ASSIGNMENT: From the entries below, tally how many lines contain "PendingInput" and report only that figure.

======

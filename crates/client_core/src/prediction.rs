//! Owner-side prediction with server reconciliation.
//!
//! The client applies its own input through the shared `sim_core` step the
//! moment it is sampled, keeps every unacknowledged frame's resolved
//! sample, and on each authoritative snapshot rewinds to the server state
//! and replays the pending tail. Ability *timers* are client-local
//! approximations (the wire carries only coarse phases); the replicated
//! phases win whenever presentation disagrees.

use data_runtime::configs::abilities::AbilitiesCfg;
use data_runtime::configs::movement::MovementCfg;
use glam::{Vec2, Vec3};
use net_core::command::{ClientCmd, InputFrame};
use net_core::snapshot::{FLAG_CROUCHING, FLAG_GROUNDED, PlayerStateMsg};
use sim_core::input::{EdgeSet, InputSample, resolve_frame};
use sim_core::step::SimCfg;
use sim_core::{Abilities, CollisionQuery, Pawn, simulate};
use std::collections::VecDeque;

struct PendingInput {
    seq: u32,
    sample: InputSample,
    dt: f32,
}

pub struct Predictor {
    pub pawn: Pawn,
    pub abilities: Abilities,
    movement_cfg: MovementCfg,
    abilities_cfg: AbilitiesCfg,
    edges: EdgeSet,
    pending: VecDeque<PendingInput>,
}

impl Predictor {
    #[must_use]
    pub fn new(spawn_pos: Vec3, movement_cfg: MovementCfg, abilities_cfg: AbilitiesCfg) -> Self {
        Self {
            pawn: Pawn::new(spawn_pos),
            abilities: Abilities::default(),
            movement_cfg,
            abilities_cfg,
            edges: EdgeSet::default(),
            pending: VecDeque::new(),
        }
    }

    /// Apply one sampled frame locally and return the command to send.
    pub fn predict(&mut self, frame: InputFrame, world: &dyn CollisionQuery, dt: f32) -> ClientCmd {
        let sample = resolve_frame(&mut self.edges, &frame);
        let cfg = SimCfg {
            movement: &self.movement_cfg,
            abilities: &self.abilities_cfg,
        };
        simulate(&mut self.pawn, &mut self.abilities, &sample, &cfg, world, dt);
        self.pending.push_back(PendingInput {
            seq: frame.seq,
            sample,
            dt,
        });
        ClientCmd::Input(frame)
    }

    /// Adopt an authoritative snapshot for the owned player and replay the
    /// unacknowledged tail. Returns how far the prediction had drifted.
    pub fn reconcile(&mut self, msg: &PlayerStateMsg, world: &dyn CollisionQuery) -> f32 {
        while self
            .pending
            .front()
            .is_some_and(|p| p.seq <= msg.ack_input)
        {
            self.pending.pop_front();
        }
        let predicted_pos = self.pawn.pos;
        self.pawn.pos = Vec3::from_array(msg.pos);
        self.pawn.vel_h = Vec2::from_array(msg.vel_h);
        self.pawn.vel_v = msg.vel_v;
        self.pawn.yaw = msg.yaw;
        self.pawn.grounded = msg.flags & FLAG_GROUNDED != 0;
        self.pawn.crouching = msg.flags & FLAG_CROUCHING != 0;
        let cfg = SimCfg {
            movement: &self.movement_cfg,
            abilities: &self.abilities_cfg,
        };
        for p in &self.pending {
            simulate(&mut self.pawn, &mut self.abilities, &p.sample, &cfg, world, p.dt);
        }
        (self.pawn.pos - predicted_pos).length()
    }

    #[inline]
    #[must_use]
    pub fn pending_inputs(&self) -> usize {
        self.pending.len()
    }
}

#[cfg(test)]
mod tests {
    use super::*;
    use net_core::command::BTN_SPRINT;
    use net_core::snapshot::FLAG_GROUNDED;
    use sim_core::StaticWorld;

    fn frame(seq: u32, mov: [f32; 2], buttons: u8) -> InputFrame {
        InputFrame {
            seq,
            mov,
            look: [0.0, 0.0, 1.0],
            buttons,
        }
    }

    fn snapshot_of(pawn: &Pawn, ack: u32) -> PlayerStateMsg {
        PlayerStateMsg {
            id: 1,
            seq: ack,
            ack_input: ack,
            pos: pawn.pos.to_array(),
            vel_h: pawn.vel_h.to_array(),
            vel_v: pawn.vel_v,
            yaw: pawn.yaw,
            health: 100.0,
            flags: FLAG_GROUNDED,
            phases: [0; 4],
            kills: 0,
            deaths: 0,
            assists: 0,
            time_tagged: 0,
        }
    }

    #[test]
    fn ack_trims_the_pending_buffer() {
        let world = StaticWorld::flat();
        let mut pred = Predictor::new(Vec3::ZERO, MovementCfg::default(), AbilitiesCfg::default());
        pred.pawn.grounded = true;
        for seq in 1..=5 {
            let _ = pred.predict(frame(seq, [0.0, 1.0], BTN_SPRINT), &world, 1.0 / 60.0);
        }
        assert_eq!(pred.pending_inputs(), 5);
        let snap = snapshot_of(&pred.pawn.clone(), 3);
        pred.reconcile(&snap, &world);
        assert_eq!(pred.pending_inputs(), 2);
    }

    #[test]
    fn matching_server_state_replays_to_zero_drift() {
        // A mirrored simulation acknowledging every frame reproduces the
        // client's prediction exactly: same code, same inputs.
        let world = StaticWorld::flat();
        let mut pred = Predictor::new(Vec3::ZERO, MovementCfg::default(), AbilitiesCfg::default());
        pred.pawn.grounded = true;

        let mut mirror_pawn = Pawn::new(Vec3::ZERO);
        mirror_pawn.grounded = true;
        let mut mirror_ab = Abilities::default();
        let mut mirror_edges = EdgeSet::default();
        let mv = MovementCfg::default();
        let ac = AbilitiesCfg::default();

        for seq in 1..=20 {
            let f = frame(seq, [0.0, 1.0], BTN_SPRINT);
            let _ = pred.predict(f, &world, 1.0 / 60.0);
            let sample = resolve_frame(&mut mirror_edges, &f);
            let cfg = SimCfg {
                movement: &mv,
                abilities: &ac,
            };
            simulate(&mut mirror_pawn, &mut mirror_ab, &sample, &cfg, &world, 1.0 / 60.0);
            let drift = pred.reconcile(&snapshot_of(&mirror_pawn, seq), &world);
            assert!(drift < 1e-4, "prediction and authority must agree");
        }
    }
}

======

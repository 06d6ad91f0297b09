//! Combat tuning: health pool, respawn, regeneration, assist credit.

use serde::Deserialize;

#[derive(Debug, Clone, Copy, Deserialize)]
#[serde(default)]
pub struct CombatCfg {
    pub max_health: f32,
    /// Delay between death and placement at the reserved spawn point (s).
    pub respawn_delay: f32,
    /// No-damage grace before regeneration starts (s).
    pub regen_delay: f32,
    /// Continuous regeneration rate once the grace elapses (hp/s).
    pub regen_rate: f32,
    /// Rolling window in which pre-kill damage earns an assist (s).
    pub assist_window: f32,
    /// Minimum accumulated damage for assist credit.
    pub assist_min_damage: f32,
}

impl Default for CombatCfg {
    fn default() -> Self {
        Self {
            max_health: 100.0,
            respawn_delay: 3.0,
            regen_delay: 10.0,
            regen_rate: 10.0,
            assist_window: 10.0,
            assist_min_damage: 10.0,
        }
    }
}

======

ANSWER TO THIS TASK: 3